» **Your objective**: The lines you return should be those containing the string "TermId", taken from the data below.

» **Recorded information**:
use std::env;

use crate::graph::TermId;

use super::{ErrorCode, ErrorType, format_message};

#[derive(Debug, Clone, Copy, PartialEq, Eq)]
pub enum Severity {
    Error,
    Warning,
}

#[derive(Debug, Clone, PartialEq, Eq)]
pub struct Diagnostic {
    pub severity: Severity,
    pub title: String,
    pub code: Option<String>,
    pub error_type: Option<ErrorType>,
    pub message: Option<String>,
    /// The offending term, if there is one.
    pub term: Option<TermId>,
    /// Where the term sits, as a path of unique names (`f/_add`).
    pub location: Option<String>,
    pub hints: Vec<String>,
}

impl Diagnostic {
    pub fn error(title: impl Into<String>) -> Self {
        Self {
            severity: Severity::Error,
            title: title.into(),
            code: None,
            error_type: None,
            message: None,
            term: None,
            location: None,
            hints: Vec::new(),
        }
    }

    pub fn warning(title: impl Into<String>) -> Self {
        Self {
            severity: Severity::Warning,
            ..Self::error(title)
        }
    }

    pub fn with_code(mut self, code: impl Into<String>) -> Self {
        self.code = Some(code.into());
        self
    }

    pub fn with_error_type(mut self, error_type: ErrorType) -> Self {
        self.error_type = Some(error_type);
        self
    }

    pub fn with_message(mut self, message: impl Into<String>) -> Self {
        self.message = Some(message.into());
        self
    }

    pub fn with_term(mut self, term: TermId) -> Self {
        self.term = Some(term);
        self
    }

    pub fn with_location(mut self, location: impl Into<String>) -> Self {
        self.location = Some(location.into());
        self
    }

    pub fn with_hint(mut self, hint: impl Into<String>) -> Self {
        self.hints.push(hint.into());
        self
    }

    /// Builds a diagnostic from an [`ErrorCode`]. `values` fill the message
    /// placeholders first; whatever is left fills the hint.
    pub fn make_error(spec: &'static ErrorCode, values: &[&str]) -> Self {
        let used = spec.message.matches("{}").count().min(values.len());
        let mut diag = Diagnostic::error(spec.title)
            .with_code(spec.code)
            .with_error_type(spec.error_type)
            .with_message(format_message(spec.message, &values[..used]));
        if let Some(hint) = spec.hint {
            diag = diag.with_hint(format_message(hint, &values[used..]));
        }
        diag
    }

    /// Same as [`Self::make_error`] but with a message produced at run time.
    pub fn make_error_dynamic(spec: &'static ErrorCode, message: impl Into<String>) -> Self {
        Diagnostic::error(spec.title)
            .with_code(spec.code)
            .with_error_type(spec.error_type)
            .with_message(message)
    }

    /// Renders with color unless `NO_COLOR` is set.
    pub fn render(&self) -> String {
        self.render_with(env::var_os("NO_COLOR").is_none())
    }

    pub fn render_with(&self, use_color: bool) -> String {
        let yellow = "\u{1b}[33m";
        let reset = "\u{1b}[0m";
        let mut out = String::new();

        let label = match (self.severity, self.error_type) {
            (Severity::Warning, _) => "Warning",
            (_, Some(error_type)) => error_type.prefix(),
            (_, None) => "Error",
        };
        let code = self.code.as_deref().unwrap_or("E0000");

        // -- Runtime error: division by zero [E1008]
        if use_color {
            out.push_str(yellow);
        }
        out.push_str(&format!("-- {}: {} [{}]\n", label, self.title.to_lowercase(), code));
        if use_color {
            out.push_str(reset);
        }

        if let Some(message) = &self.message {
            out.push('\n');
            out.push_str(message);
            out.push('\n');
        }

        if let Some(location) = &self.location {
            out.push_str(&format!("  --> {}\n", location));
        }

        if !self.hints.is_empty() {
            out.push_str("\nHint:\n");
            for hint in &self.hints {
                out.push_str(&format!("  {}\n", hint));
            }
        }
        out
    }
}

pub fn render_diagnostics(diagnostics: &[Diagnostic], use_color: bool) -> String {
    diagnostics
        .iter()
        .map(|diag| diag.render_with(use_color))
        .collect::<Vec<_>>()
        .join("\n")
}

» **Task response**:
use crate::graph::TermId;
    pub term: Option<TermId>,
    pub fn with_term(mut self, term: TermId) -> Self {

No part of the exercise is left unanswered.